Table 15 Rank sum test between DCM-ACO and MMAS

In addition, to require a fair conclusion further, we perform Friedman’s test to verify the significant difference between our proposed method and other improved algorithms including NACO [28], LDTACO [29] and PPACO [37]. First, we set the null hypothesis H₀ is: DCM-ACO has no significant difference with NACO, LDTACO, and PPACO. Then 10 experimental data from the kroA200 and lin318 instances are selected to carry out Friedman’s test under the SPSS25 software. The results are shown in Fig. 10 and Table 16. As we can see in Fig. 10, the decision is that rejection for the H₀ which means the proposed method has a significant difference with comparison algorithms. Specifically, fromFig.11, the mean rank of DCM-ACO, NACO, LDTACO and PPACO is 1.27, 3.07, 2.03 and 2.93 respectively. Since the response rates differ at different frequencies, pairwise comparisons are necessary. Table 16 shows the results of the pairwise comparison test. From Table 16, the Adjust significance of DCM-ACO with NACO, LDTACO and PPACO is 0.011, 0.002, 0.001, respectively, which all the values are less than 0.05. It means that DCM-ACO is different from NACO, LDTACO and PPACO. In a word, the comparison experiments between DCM-ACO and other algorithms have statistical significance.

Fig. 10

Hypothesis test summary

Fig. 11

Related-samples Friedman’s Two-way analysis of variance by ranks

Table 16 Comparison test

Conclusion

In this paper, we have proposed a novel ant colony algorithm, so-called multi-ACO with dynamic collaborative mechanism and cooperative game, to solve traveling salesman problems. In the proposed algorithm, two colonies of Ant Colony System (ACS) and one colony of Max–Min Ant System (MMAS) are formed heterogeneous population. And two ACS populations can better amplify the convergence speed of the algorithm. One MMAS subpopulation is added to enhance the diversity of the population effectively. The advantages of multiple populations complement to ensure the solution quality of the algorithm.

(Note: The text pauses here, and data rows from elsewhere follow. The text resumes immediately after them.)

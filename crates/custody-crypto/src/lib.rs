//! Chain Custody Cryptographic Primitives
//!
//! This crate provides the cryptographic building blocks for the custody
//! protocol: ed25519 keypairs, instruction signature verification, and
//! deterministic derivation of record addresses.
//!
//! # Design
//!
//! All functions in this crate are pure. Key generation takes seed bytes
//! from the caller, enabling:
//!
//! - Deterministic testing with seeded RNG
//! - Sans-IO architecture compatibility
//! - No coupling to application-level abstractions
//!
//! # Security Properties
//!
//! - Holder Authentication: a write is accepted only with a signature by the
//!   key the instruction names as signer
//! - Domain Separation: each instruction type signs under its own tag
//! - Strict Verification: signatures are checked with `verify_strict`,
//!   rejecting small-order keys and malleable encodings

#![forbid(unsafe_code)]
#![deny(missing_docs)]

pub mod address;
mod error;
pub mod keys;

pub use address::{
    RECORD_ACCOUNT_NAME, account_discriminator, default_program_id, derive_record_address,
    parse_program_id, program_id_from_seed,
};
pub use error::CryptoError;
pub use keys::{Keypair, SIGNATURE_SIZE, verify, verify_instruction};
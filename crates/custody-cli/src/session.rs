//! Drives a [`Client`] over a live connection.

use anyhow::{Result, anyhow, bail};
use custody_client::{Client, ClientAction, ClientEvent};
use custody_server::SystemEnv;

use crate::connection::Connection;

/// A client state machine paired with a connection.
pub struct Session {
    client: Client<SystemEnv>,
    connection: Connection,
}

impl Session {
    /// Pair `client` with an open connection.
    pub fn new(client: Client<SystemEnv>, connection: Connection) -> Self {
        Self { client, connection }
    }

    /// The client state machine.
    pub fn client(&self) -> &Client<SystemEnv> {
        &self.client
    }

    /// Like [`Session::exchange`], but server rejections become errors
    /// carrying the server's reason.
    pub async fn call(&mut self, event: ClientEvent) -> Result<ClientAction> {
        match self.exchange(event).await? {
            ClientAction::RequestFailed { code, message, .. } => {
                Err(anyhow!("server rejected request ({code:?}): {message}"))
            },
            other => Ok(other),
        }
    }

    /// Feed one intent to the client, carry its request to the server, and
    /// return the action the reply resolved into.
    pub async fn exchange(&mut self, event: ClientEvent) -> Result<ClientAction> {
        let frame = match self.client.handle(event)?.into_iter().find_map(send_frame) {
            Some(frame) => frame,
            None => bail!("client produced no request"),
        };

        let timeout = self.client.config().request_timeout;
        let reply = match tokio::time::timeout(timeout, self.connection.request(&frame)).await {
            Ok(reply) => reply?,
            Err(_) => bail!("no reply within {timeout:?}"),
        };

        let mut outcome = None;
        for action in self.client.handle(ClientEvent::FrameReceived(reply))? {
            match action {
                ClientAction::Log { message } => tracing::info!("{}", message),
                other => outcome = Some(other),
            }
        }

        outcome.ok_or_else(|| anyhow!("reply resolved into no result"))
    }

    /// Close the connection.
    pub async fn close(self) {
        self.connection.close().await;
    }
}

fn send_frame(action: ClientAction) -> Option<custody_proto::Frame> {
    match action {
        ClientAction::Send(frame) => Some(frame),
        _ => None,
    }
}
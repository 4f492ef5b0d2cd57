//! Material record and its stored layout.
//!
//! Records are stored as a fixed 69-byte little-endian image:
//!
//! ```text
//! discriminator[8] | current_holder[32] | last_sequence u64 | id[20] | status u8
//! ```
//!
//! The discriminator is `SHA-256("account:Material")[..8]`; decoding refuses
//! any image that does not start with it.

use std::sync::LazyLock;

use custody_crypto::{RECORD_ACCOUNT_NAME, account_discriminator};
use custody_proto::{MAX_ID_LEN, MaterialId, MaterialStatus, MaterialView, Pubkey};
use zerocopy::{
    FromBytes, Immutable, IntoBytes, KnownLayout, Unaligned,
    byteorder::{LittleEndian, U64},
};

use crate::storage::StorageError;

/// Size of an encoded record.
pub const RECORD_SIZE: usize = 8 + 32 + 8 + MAX_ID_LEN + 1;

static DISCRIMINATOR: LazyLock<[u8; 8]> =
    LazyLock::new(|| account_discriminator(RECORD_ACCOUNT_NAME));

#[derive(FromBytes, IntoBytes, KnownLayout, Immutable, Unaligned)]
#[repr(C)]
struct RecordLayout {
    discriminator: [u8; 8],
    current_holder: [u8; 32],
    last_sequence: U64<LittleEndian>,
    id: [u8; MAX_ID_LEN],
    status: u8,
}

/// Custody state of one material.
#[derive(Debug, Clone, Copy, PartialEq, Eq)]
pub struct MaterialRecord {
    /// Present custodian.
    pub current_holder: Pubkey,
    /// Number of transfers so far.
    pub last_sequence: u64,
    /// Stored identifier bytes (truncated, zero-padded).
    pub id: [u8; MAX_ID_LEN],
    /// Lifecycle status.
    pub status: MaterialStatus,
}

impl MaterialRecord {
    /// A freshly initialized record held by `holder`.
    pub fn new(material_id: &MaterialId, holder: Pubkey) -> Self {
        Self {
            current_holder: holder,
            last_sequence: 0,
            id: material_id.stored_bytes(),
            status: MaterialStatus::InTransit,
        }
    }

    /// Stored identifier as text.
    pub fn material_id(&self) -> String {
        MaterialId::from_stored(&self.id)
    }

    /// The record after one transfer to `new_holder`, or `None` if the
    /// sequence counter is exhausted.
    pub fn transferred_to(&self, new_holder: Pubkey) -> Option<Self> {
        let last_sequence = self.last_sequence.checked_add(1)?;
        Some(Self { current_holder: new_holder, last_sequence, ..*self })
    }

    /// The record with its status set to quarantined.
    pub fn quarantined(&self) -> Self {
        Self { status: MaterialStatus::Quarantined, ..*self }
    }

    /// Public view of this record at `address`.
    pub fn view(&self, address: Pubkey) -> MaterialView {
        MaterialView {
            record: address,
            material_id: self.material_id(),
            current_holder: self.current_holder,
            last_sequence: self.last_sequence,
            status: self.status,
        }
    }

    /// Encode the stored image.
    pub fn encode(&self) -> [u8; RECORD_SIZE] {
        let layout = RecordLayout {
            discriminator: *DISCRIMINATOR,
            current_holder: self.current_holder.to_bytes(),
            last_sequence: U64::new(self.last_sequence),
            id: self.id,
            status: self.status as u8,
        };

        let mut out = [0u8; RECORD_SIZE];
        out.copy_from_slice(layout.as_bytes());
        out
    }

    /// Decode a stored image.
    pub fn decode(bytes: &[u8]) -> Result<Self, StorageError> {
        let layout = RecordLayout::read_from_bytes(bytes).map_err(|_| {
            let len = bytes.len();
            StorageError::Corrupt(format!("record is {len} bytes, expected {RECORD_SIZE}"))
        })?;

        if layout.discriminator != *DISCRIMINATOR {
            return Err(StorageError::Corrupt("record discriminator mismatch".to_string()));
        }
        let status = MaterialStatus::try_from(layout.status)
            .map_err(|b| StorageError::Corrupt(format!("unknown material status {b}")))?;

        Ok(Self {
            current_holder: Pubkey::new(layout.current_holder),
            last_sequence: layout.last_sequence.get(),
            id: layout.id,
            status,
        })
    }
}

In addition, the cooperative game based on Shapley value is designed to regulate the pheromone accumulation among ACS subpopulations with respect to the contribution of each participant after each iteration. From the experimental results, it portrays that the cooperative game has been proved to be effective and it can adaptively control the pheromone accumulation and improve the diversity of the algorithm.

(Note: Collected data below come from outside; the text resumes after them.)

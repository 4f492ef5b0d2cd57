//! Driver error types.

use custody_proto::ProtocolError;
use thiserror::Error;

/// Errors from `ServerDriver::process_event`.
///
/// Rejected requests are not driver errors; they are answered with an error
/// reply frame. These variants mean the event itself could not be handled.
#[derive(Debug, Error)]
pub enum DriverError {
    /// Frame or close event for a session that was never accepted.
    #[error("unknown session: {0}")]
    UnknownSession(u64),

    /// Accept event reused a live session id.
    #[error("session already registered: {0}")]
    SessionExists(u64),

    /// A reply frame could not be encoded.
    #[error("reply encoding failed: {0}")]
    Encode(#[from] ProtocolError),
}

impl DriverError {
    /// Returns true if the connection that caused this error should be
    /// dropped.
    pub fn is_fatal(&self) -> bool {
        match self {
            Self::UnknownSession(_) | Self::SessionExists(_) => true,
            Self::Encode(_) => false,
        }
    }
}
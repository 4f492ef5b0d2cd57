//! Custody program errors.

use custody_crypto::CryptoError;
use custody_proto::{ErrorCode, Pubkey};
use thiserror::Error;

use crate::storage::StorageError;

/// Reasons the custody program rejects an instruction or query.
///
/// Every variant maps onto a wire [`ErrorCode`]. A rejected instruction
/// leaves storage untouched.
#[derive(Debug, Clone, PartialEq, Eq, Error)]
pub enum ProgramError {
    /// Material id is empty or longer than allowed.
    #[error("invalid material id: {0}")]
    InvalidMaterialId(String),

    /// Provisioning program is not the system program.
    #[error("invalid system program: {0}")]
    InvalidSystemProgram(Pubkey),

    /// Supplied record address is not the one derived from the id.
    #[error("record address mismatch: expected {expected}, got {actual}")]
    AddressMismatch {
        /// Derived address
        expected: Pubkey,
        /// Supplied address
        actual: Pubkey,
    },

    /// Signature missing or invalid for the named signer.
    #[error("invalid signature: {0}")]
    InvalidSignature(#[from] CryptoError),

    /// A record already exists at the address.
    #[error("record already exists: {0}")]
    RecordAlreadyExists(Pubkey),

    /// No record at the address.
    #[error("record not found: {0}")]
    RecordNotFound(Pubkey),

    /// Key is not in the signer registry.
    #[error("signer not found: {0}")]
    SignerNotFound(Pubkey),

    /// Signer is not the record's current holder.
    #[error("unauthorized: holder is {holder}, signer is {signer}")]
    Unauthorized {
        /// Current holder of the record
        holder: Pubkey,
        /// Key that signed the instruction
        signer: Pubkey,
    },

    /// The record (or signer entry) moved on since the signer observed it.
    #[error("stale sequence: record is at {current}, instruction expects {expected}")]
    StaleSequence {
        /// Stored sequence
        current: u64,
        /// Instruction's `expected_sequence`
        expected: u64,
    },

    /// Sequence counter cannot advance further.
    #[error("sequence overflow")]
    SequenceOverflow,

    /// Material is quarantined and cannot change hands.
    #[error("material is quarantined: {0}")]
    Quarantined(Pubkey),

    /// A text field exceeds its limit.
    #[error("{field} is {len} bytes, limit is {max}")]
    FieldTooLong {
        /// Field name
        field: &'static str,
        /// Actual length in bytes
        len: usize,
        /// Limit in bytes
        max: usize,
    },

    /// Storage failed.
    #[error("storage error: {0}")]
    Storage(#[from] StorageError),
}

impl ProgramError {
    /// Wire error code for this rejection.
    pub fn code(&self) -> ErrorCode {
        match self {
            Self::InvalidMaterialId(_) => ErrorCode::InvalidMaterialId,
            Self::InvalidSystemProgram(_) => ErrorCode::InvalidSystemProgram,
            Self::AddressMismatch { .. } => ErrorCode::AddressMismatch,
            Self::InvalidSignature(_) => ErrorCode::InvalidSignature,
            Self::RecordAlreadyExists(_) => ErrorCode::RecordAlreadyExists,
            Self::RecordNotFound(_) => ErrorCode::RecordNotFound,
            Self::SignerNotFound(_) => ErrorCode::SignerNotFound,
            Self::Unauthorized { .. } => ErrorCode::Unauthorized,
            Self::StaleSequence { .. } => ErrorCode::StaleSequence,
            Self::SequenceOverflow => ErrorCode::SequenceOverflow,
            Self::Quarantined(_) => ErrorCode::Quarantined,
            Self::FieldTooLong { .. } => ErrorCode::FieldTooLong,
            Self::Storage(_) => ErrorCode::StorageFailure,
        }
    }

    /// Whether the same request may succeed if sent again unchanged.
    pub fn is_retryable(&self) -> bool {
        match self {
            Self::Storage(e) => e.is_transient(),
            _ => false,
        }
    }
}

#[cfg(test)]
mod tests {
    use super::*;

    #[test]
    fn transient_storage_is_retryable() {
        let err = ProgramError::Storage(StorageError::Io("disk".into()));
        assert!(err.is_retryable());
        assert_eq!(err.code(), ErrorCode::StorageFailure);
    }

    #[test]
    fn corrupt_storage_is_not_retryable() {
        let err = ProgramError::Storage(StorageError::Corrupt("bad".into()));
        assert!(!err.is_retryable());
    }

    #[test]
    fn authorization_errors_are_final() {
        let (holder, signer) = (Pubkey::new([1; 32]), Pubkey::new([2; 32]));
        let err = ProgramError::Unauthorized { holder, signer };
        assert!(!err.is_retryable());
        assert_eq!(err.code(), ErrorCode::Unauthorized);
    }

    #[test]
    fn error_display() {
        let err = ProgramError::StaleSequence { current: 3, expected: 2 };
        assert_eq!(err.to_string(), "stale sequence: record is at 3, instruction expects 2");
    }
}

The dynamic collaborative mechanism is introduced to coordinate among heterogeneous populations. Two methods that pheromone fusion mechanism and public path recommendation strategy are in the mechanism. The former method based on information entropy can help ACS population get rid of the local optimal and the latter accelerates the convergence of the MMAS population effectively. The experiment results in different scale TSPs demonstrate that the improved algorithm can fully complement the advantages of the heterogeneous populations and balance the convergence speed and the diversity of the algorithm effectively, especially for large-scale TSP instances.

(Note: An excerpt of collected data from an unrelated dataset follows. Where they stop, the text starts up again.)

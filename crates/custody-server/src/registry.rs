//! Connection registry.
//!
//! Tracks live sessions for the driver: when they connected, when they were
//! last active, and how many requests they sent.

use std::{collections::HashMap, time::Instant};

/// State kept per connected session.
#[derive(Debug, Clone, PartialEq, Eq)]
pub struct SessionInfo {
    /// Session id assigned by the transport
    pub session_id: u64,
    /// When the connection was accepted
    pub connected_at: Instant,
    /// When the last frame arrived
    pub last_activity: Instant,
    /// Requests received so far
    pub requests: u64,
}

/// Live sessions keyed by id.
#[derive(Debug, Default)]
pub struct ConnectionRegistry {
    sessions: HashMap<u64, SessionInfo>,
}

impl ConnectionRegistry {
    /// Create an empty registry.
    pub fn new() -> Self {
        Self::default()
    }

    /// Register a session. Returns `false` if the id is already taken.
    pub fn register(&mut self, session_id: u64, now: Instant) -> bool {
        if self.sessions.contains_key(&session_id) {
            return false;
        }
        self.sessions.insert(
            session_id,
            SessionInfo { session_id, connected_at: now, last_activity: now, requests: 0 },
        );
        true
    }

    /// Remove a session, returning its final state.
    pub fn unregister(&mut self, session_id: u64) -> Option<SessionInfo> {
        self.sessions.remove(&session_id)
    }

    /// Record a request on a session. Returns `false` for unknown sessions.
    pub fn touch(&mut self, session_id: u64, now: Instant) -> bool {
        match self.sessions.get_mut(&session_id) {
            Some(info) => {
                info.last_activity = now;
                info.requests = info.requests.saturating_add(1);
                true
            },
            None => false,
        }
    }

    /// Look up a session.
    pub fn get(&self, session_id: u64) -> Option<&SessionInfo> {
        self.sessions.get(&session_id)
    }

    /// Whether a session is registered.
    pub fn contains(&self, session_id: u64) -> bool {
        self.sessions.contains_key(&session_id)
    }

    /// Number of live sessions.
    pub fn session_count(&self) -> usize {
        self.sessions.len()
    }
}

In the future, more types of collaborative mechanism can be designed in heterogeneous populations and more kinds of payoff distribution strategies based on game theory can be used to promote co-evolution among populations. In addition, except for the evaluation criteria under information entropy in this paper, other cross-discipline methods such as statistics or machine learning can also be attempted to improve the performance of the population further. Finally, the game mechanism we proposed in this research also has some certain practical value in the application of the ant colony algorithm.